--- ASSIGNMENT ---
Only the lines from the top of the data through the one with "let detail = state.invoices.create(&actor, req.into()).await?;" are to be written out, each exactly as it stands.

-=-=-

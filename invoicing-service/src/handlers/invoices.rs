use axum::{
    extract::{Path, Query, State},
    http::StatusCode,
    response::IntoResponse,
    Json,
};
use service_core::error::AppError;
use uuid::Uuid;

use super::attachment;
use crate::dtos::invoices::{
    CreateInvoiceRequest, InvoiceListResponse, LineItemRequest, ListInvoicesQuery,
    RecordPaymentRequest, UpdateInvoiceRequest, UpdateLineItemRequest,
};
use crate::dtos::{ErrorResponse, MessageResponse};
use crate::middleware::CurrentActor;
use crate::models::{Invoice, LineItem, ListInvoicesFilter};
use crate::services::{InvoiceDetail, ItemInput};
use crate::utils::ValidatedJson;
use crate::AppState;

/// List invoices, newest first
#[utoipa::path(
    get,
    path = "/invoices",
    params(ListInvoicesQuery),
    responses((status = 200, description = "Invoices page", body = InvoiceListResponse)),
    security(("bearer_auth" = [])),
    tag = "Invoices"
)]
pub async fn list_invoices(
    State(state): State<AppState>,
    CurrentActor(actor): CurrentActor,
    Query(query): Query<ListInvoicesQuery>,
) -> Result<Json<InvoiceListResponse>, AppError> {
    let filter = ListInvoicesFilter::from(query);
    let (invoices, total) = state.invoices.list(actor.company_id(), &filter).await?;
    Ok(Json(InvoiceListResponse {
        invoices,
        total,
        page: filter.page,
        per_page: filter.per_page,
    }))
}

/// Create a draft invoice with the next number
#[utoipa::path(
    post,
    path = "/invoices",
    request_body = CreateInvoiceRequest,
    responses(
        (status = 201, description = "Invoice created", body = InvoiceDetail),
        (status = 400, description = "Invalid invoice", body = ErrorResponse),
        (status = 402, description = "Monthly invoice limit reached", body = ErrorResponse),
        (status = 422, description = "Validation error", body = ErrorResponse)
    ),
    security(("bearer_auth" = [])),
    tag = "Invoices"
)]
pub async fn create_invoice(
    State(state): State<AppState>,
    CurrentActor(actor): CurrentActor,
    ValidatedJson(req): ValidatedJson<CreateInvoiceRequest>,
) -> Result<impl IntoResponse, AppError> {
    let detail = state.invoices.create(&actor, req.into()).await?;
    Ok((StatusCode::CREATED, Json(detail)))
}

/// An invoice with its client and line items
#[utoipa::path(
    get,
    path = "/invoices/{invoice_id}",
    params(("invoice_id" = Uuid, Path, description = "Invoice ID")),
    responses(
        (status = 200, description = "Invoice", body = InvoiceDetail),
        (status = 404, description = "Invoice not found", body = ErrorResponse)
    ),
    security(("bearer_auth" = [])),
    tag = "Invoices"
)]
pub async fn get_invoice(
    State(state): State<AppState>,
    CurrentActor(actor): CurrentActor,
    Path(invoice_id): Path<Uuid>,
) -> Result<Json<InvoiceDetail>, AppError> {
    Ok(Json(state.invoices.get(actor.company_id(), invoice_id).await?))
}

/// Update a draft invoice's header
#[utoipa::path(
    put,
    path = "/invoices/{invoice_id}",
    params(("invoice_id" = Uuid, Path, description = "Invoice ID")),
    request_body = UpdateInvoiceRequest,
    responses(
        (status = 200, description = "Invoice updated", body = InvoiceDetail),
        (status = 400, description = "Invoice is not a draft", body = ErrorResponse),
        (status = 404, description = "Invoice not found", body = ErrorResponse)
    ),
    security(("bearer_auth" = [])),
    tag = "Invoices"
)]
pub async fn update_invoice(
    State(state): State<AppState>,
    CurrentActor(actor): CurrentActor,
    Path(invoice_id): Path<Uuid>,
    ValidatedJson(req): ValidatedJson<UpdateInvoiceRequest>,
) -> Result<Json<InvoiceDetail>, AppError> {
    Ok(Json(state.invoices.update(&actor, invoice_id, req.into()).await?))
}

#[utoipa::path(
    post,
    path = "/invoices/{invoice_id}/items",
    params(("invoice_id" = Uuid, Path, description = "Invoice ID")),
    request_body = LineItemRequest,
    responses(
        (status = 201, description = "Line item added", body = LineItem),
        (status = 400, description = "Invoice is not a draft", body = ErrorResponse)
    ),
    security(("bearer_auth" = [])),
    tag = "Invoices"
)]
pub async fn add_line_item(
    State(state): State<AppState>,
    CurrentActor(actor): CurrentActor,
    Path(invoice_id): Path<Uuid>,
    ValidatedJson(req): ValidatedJson<LineItemRequest>,
) -> Result<impl IntoResponse, AppError> {
    let item = state
        .invoices
        .add_item(&actor, invoice_id, &ItemInput::from(req))
        .await?;
    Ok((StatusCode::CREATED, Json(item)))
}

#[utoipa::path(
    put,
    path = "/invoices/{invoice_id}/items/{item_id}",
    params(
        ("invoice_id" = Uuid, Path, description = "Invoice ID"),
        ("item_id" = Uuid, Path, description = "Line item ID")
    ),
    request_body = UpdateLineItemRequest,
    responses(
        (status = 200, description = "Line item updated", body = LineItem),
        (status = 400, description = "Invoice is not a draft", body = ErrorResponse),
        (status = 404, description = "Line item not found", body = ErrorResponse)
    ),
    security(("bearer_auth" = [])),
    tag = "Invoices"
)]
pub async fn update_line_item(
    State(state): State<AppState>,
    CurrentActor(actor): CurrentActor,
    Path((invoice_id, item_id)): Path<(Uuid, Uuid)>,
    ValidatedJson(req): ValidatedJson<UpdateLineItemRequest>,
) -> Result<Json<LineItem>, AppError> {
    let item = state
        .invoices
        .update_item(&actor, invoice_id, item_id, &req.into())
        .await?;
    Ok(Json(item))
}

#[utoipa::path(
    delete,
    path = "/invoices/{invoice_id}/items/{item_id}",
    params(
        ("invoice_id" = Uuid, Path, description = "Invoice ID"),
        ("item_id" = Uuid, Path, description = "Line item ID")
    ),
    responses(
        (status = 204, description = "Line item removed"),
        (status = 400, description = "Invoice is not a draft", body = ErrorResponse),
        (status = 404, description = "Line item not found", body = ErrorResponse)
    ),
    security(("bearer_auth" = [])),
    tag = "Invoices"
)]
pub async fn remove_line_item(
    State(state): State<AppState>,
    CurrentActor(actor): CurrentActor,
    Path((invoice_id, item_id)): Path<(Uuid, Uuid)>,
) -> Result<StatusCode, AppError> {
    state.invoices.remove_item(&actor, invoice_id, item_id).await?;
    Ok(StatusCode::NO_CONTENT)
}

/// Email the invoice to the client and mark it sent
#[utoipa::path(
    post,
    path = "/invoices/{invoice_id}/send",
    params(("invoice_id" = Uuid, Path, description = "Invoice ID")),
    responses(
        (status = 200, description = "Invoice sent", body = InvoiceDetail),
        (status = 400, description = "Invoice cannot be sent", body = ErrorResponse),
        (status = 500, description = "Email delivery failed", body = ErrorResponse)
    ),
    security(("bearer_auth" = [])),
    tag = "Invoices"
)]
pub async fn send_invoice(
    State(state): State<AppState>,
    CurrentActor(actor): CurrentActor,
    Path(invoice_id): Path<Uuid>,
) -> Result<Json<InvoiceDetail>, AppError> {
    Ok(Json(state.invoices.send(&actor, invoice_id).await?))
}

/// Mark a sent or overdue invoice as paid
#[utoipa::path(
    post,
    path = "/invoices/{invoice_id}/pay",
    params(("invoice_id" = Uuid, Path, description = "Invoice ID")),
    request_body = RecordPaymentRequest,
    responses(
        (status = 200, description = "Payment recorded", body = Invoice),
        (status = 400, description = "Invoice cannot be paid", body = ErrorResponse)
    ),
    security(("bearer_auth" = [])),
    tag = "Invoices"
)]
pub async fn record_payment(
    State(state): State<AppState>,
    CurrentActor(actor): CurrentActor,
    Path(invoice_id): Path<Uuid>,
    body: Option<Json<RecordPaymentRequest>>,
) -> Result<Json<Invoice>, AppError> {
    let req = body.map(|Json(req)| req).unwrap_or_default();
    Ok(Json(
        state
            .invoices
            .record_payment(&actor, invoice_id, req.into())
            .await?,
    ))
}

/// Cancel an invoice that has not been paid
#[utoipa::path(
    post,
    path = "/invoices/{invoice_id}/cancel",
    params(("invoice_id" = Uuid, Path, description = "Invoice ID")),
    responses(
        (status = 200, description = "Invoice cancelled", body = Invoice),
        (status = 400, description = "Paid invoices cannot be cancelled", body = ErrorResponse)
    ),
    security(("bearer_auth" = [])),
    tag = "Invoices"
)]
pub async fn cancel_invoice(
    State(state): State<AppState>,
    CurrentActor(actor): CurrentActor,
    Path(invoice_id): Path<Uuid>,
) -> Result<Json<Invoice>, AppError> {
    Ok(Json(state.invoices.cancel(&actor, invoice_id).await?))
}

/// Copy an invoice into a new draft dated today
#[utoipa::path(
    post,
    path = "/invoices/{invoice_id}/duplicate",
    params(("invoice_id" = Uuid, Path, description = "Invoice ID")),
    responses(
        (status = 201, description = "Draft created", body = InvoiceDetail),
        (status = 402, description = "Monthly invoice limit reached", body = ErrorResponse)
    ),
    security(("bearer_auth" = [])),
    tag = "Invoices"
)]
pub async fn duplicate_invoice(
    State(state): State<AppState>,
    CurrentActor(actor): CurrentActor,
    Path(invoice_id): Path<Uuid>,
) -> Result<impl IntoResponse, AppError> {
    let detail = state.invoices.duplicate(&actor, invoice_id).await?;
    Ok((StatusCode::CREATED, Json(detail)))
}

/// Email a payment reminder
#[utoipa::path(
    post,
    path = "/invoices/{invoice_id}/remind",
    params(("invoice_id" = Uuid, Path, description = "Invoice ID")),
    responses(
        (status = 200, description = "Reminder sent", body = MessageResponse),
        (status = 400, description = "Invoice is not outstanding", body = ErrorResponse)
    ),
    security(("bearer_auth" = [])),
    tag = "Invoices"
)]
pub async fn remind_invoice(
    State(state): State<AppState>,
    CurrentActor(actor): CurrentActor,
    Path(invoice_id): Path<Uuid>,
) -> Result<Json<MessageResponse>, AppError> {
    state.invoices.remind(&actor, invoice_id).await?;
    Ok(Json(MessageResponse::new("Reminder sent")))
}

/// Download the invoice as PDF
#[utoipa::path(
    get,
    path = "/invoices/{invoice_id}/pdf",
    params(("invoice_id" = Uuid, Path, description = "Invoice ID")),
    responses(
        (status = 200, description = "PDF document", content_type = "application/pdf", body = Vec<u8>),
        (status = 404, description = "Invoice not found", body = ErrorResponse)
    ),
    security(("bearer_auth" = [])),
    tag = "Invoices"
)]
pub async fn invoice_pdf(
    State(state): State<AppState>,
    CurrentActor(actor): CurrentActor,
    Path(invoice_id): Path<Uuid>,
) -> Result<impl IntoResponse, AppError> {
    let (filename, bytes) = state.invoices.render_pdf(&actor.company, invoice_id).await?;
    Ok((attachment("application/pdf", &filename), bytes))
}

-=-=-

--- FINISHED TASK ---
filename invoicing-service/src/handlers/invoices.rs
use axum::{
    extract::{Path, Query, State},
    http::StatusCode,
    response::IntoResponse,
    Json,
};
use service_core::error::AppError;
use uuid::Uuid;

use super::attachment;
use crate::dtos::invoices::{
    CreateInvoiceRequest, InvoiceListResponse, LineItemRequest, ListInvoicesQuery,
    RecordPaymentRequest, UpdateInvoiceRequest, UpdateLineItemRequest,
};
use crate::dtos::{ErrorResponse, MessageResponse};
use crate::middleware::CurrentActor;
use crate::models::{Invoice, LineItem, ListInvoicesFilter};
use crate::services::{InvoiceDetail, ItemInput};
use crate::utils::ValidatedJson;
use crate::AppState;

/// List invoices, newest first
#[utoipa::path(
    get,
    path = "/invoices",
    params(ListInvoicesQuery),
    responses((status = 200, description = "Invoices page", body = InvoiceListResponse)),
    security(("bearer_auth" = [])),
    tag = "Invoices"
)]
pub async fn list_invoices(
    State(state): State<AppState>,
    CurrentActor(actor): CurrentActor,
    Query(query): Query<ListInvoicesQuery>,
) -> Result<Json<InvoiceListResponse>, AppError> {
    let filter = ListInvoicesFilter::from(query);
    let (invoices, total) = state.invoices.list(actor.company_id(), &filter).await?;
    Ok(Json(InvoiceListResponse {
        invoices,
        total,
        page: filter.page,
        per_page: filter.per_page,
    }))
}

/// Create a draft invoice with the next number
#[utoipa::path(
    post,
    path = "/invoices",
    request_body = CreateInvoiceRequest,
    responses(
        (status = 201, description = "Invoice created", body = InvoiceDetail),
        (status = 400, description = "Invalid invoice", body = ErrorResponse),
        (status = 402, description = "Monthly invoice limit reached", body = ErrorResponse),
        (status = 422, description = "Validation error", body = ErrorResponse)
    ),
    security(("bearer_auth" = [])),
    tag = "Invoices"
)]
pub async fn create_invoice(
    State(state): State<AppState>,
    CurrentActor(actor): CurrentActor,
    ValidatedJson(req): ValidatedJson<CreateInvoiceRequest>,
) -> Result<impl IntoResponse, AppError> {
    let detail = state.invoices.create(&actor, req.into()).await?;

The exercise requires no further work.